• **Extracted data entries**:
use std::collections::{BTreeMap, BTreeSet, HashMap};

use crate::types::{GestureGroup, NONE_LABELS};

/// Grupos por defecto para las etiquetas del clasificador de mano
const DEFAULT_GROUPS: &[(&str, &[&str])] = &[
    ("palm_group", &["palm", "palm_moved"]),
    ("fist_group", &["fist", "fist_moved"]),
    ("ok_group", &["ok", "c_shape"]),
    ("l_group", &["l_shape"]),
    ("thumb_group", &["thumb"]),
    ("index_group", &["index"]),
    ("down_group", &["down"]),
];

/// Tabla estática etiqueta → grupo canónico.
///
/// Las etiquetas se comparan sin distinguir mayúsculas y sin espacios
/// alrededor. Una etiqueta igual al nombre de un grupo conocido se mapea a
/// ese grupo. `none`, `uncertain` y `desconocido` nunca se mapean.
#[derive(Debug, Clone, Default)]
pub struct GroupTable {
    by_label: HashMap<String, GestureGroup>,
    groups: BTreeSet<GestureGroup>,
}

impl GroupTable {
    /// Tabla vacía: ninguna etiqueta tiene grupo
    pub fn empty() -> Self {
        Self::default()
    }

    /// Tabla con los grupos del clasificador de mano
    pub fn with_defaults() -> Self {
        let mut table = Self::empty();
        for (group, labels) in DEFAULT_GROUPS {
            for label in labels.iter() {
                table.insert(label, GestureGroup::new(*group));
            }
        }
        table
    }

    /// Construye la tabla desde la sección `gesture_groups` del documento
    pub fn from_groups(groups: &BTreeMap<String, Vec<String>>) -> Self {
        let mut table = Self::empty();
        for (group, labels) in groups {
            let group = GestureGroup::new(normalize(group));
            table.groups.insert(group.clone());
            for label in labels {
                table.insert(label, group.clone());
            }
        }
        table
    }

    pub fn insert(&mut self, label: &str, group: GestureGroup) {
        let label = normalize(label);
        if NONE_LABELS.contains(&label.as_str()) {
            return;
        }
        self.groups.insert(group.clone());
        self.by_label.insert(label, group);
    }

    pub fn lookup(&self, label: &str) -> Option<GestureGroup> {
        let label = normalize(label);
        if label.is_empty() || NONE_LABELS.contains(&label.as_str()) {
            return None;
        }
        if let Some(group) = self.by_label.get(&label) {
            return Some(group.clone());
        }
        self.groups.get(label.as_str()).cloned()
    }

    pub fn groups(&self) -> &BTreeSet<GestureGroup> {
        &self.groups
    }

    pub fn len(&self) -> usize {
        self.by_label.len()
    }

    pub fn is_empty(&self) -> bool {
        self.by_label.is_empty()
    }
}

fn normalize(label: &str) -> String {
    label.trim().to_lowercase()
}

#[cfg(test)]
mod tests {
    use super::*;

    #[test]
    fn test_similar_gestures_share_group() {
        let table = GroupTable::with_defaults();
        assert_eq!(table.lookup("ok"), Some(GestureGroup::new("ok_group")));
        assert_eq!(table.lookup("c_shape"), Some(GestureGroup::new("ok_group")));
        assert_eq!(table.lookup("Palm_Moved "), Some(GestureGroup::new("palm_group")));
    }

    #[test]
    fn test_unmapped_and_none_labels() {
        let table = GroupTable::with_defaults();
        assert_eq!(table.lookup("wave"), None);
        assert_eq!(table.lookup("none"), None);
        assert_eq!(table.lookup("uncertain"), None);
        assert_eq!(table.lookup(""), None);
    }

    #[test]
    fn test_group_name_maps_to_itself() {
        let table = GroupTable::with_defaults();
        assert_eq!(table.lookup("fist_group"), Some(GestureGroup::new("fist_group")));
    }

    #[test]
    fn test_from_groups_replaces_whole_table() {
        let mut groups = BTreeMap::new();
        groups.insert("swipe_group".to_string(), vec!["swipe".to_string()]);
        let table = GroupTable::from_groups(&groups);
        assert_eq!(table.lookup("swipe"), Some(GestureGroup::new("swipe_group")));
        assert_eq!(table.lookup("palm"), None);
        assert_eq!(table.len(), 1);
    }
}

• **WHAT TO PRODUCE**: Find the word "mano" in the entries. Copy each line that holds it.

• **WRITTEN ANSWER**:
/// Grupos por defecto para las etiquetas del clasificador de mano
    /// Tabla con los grupos del clasificador de mano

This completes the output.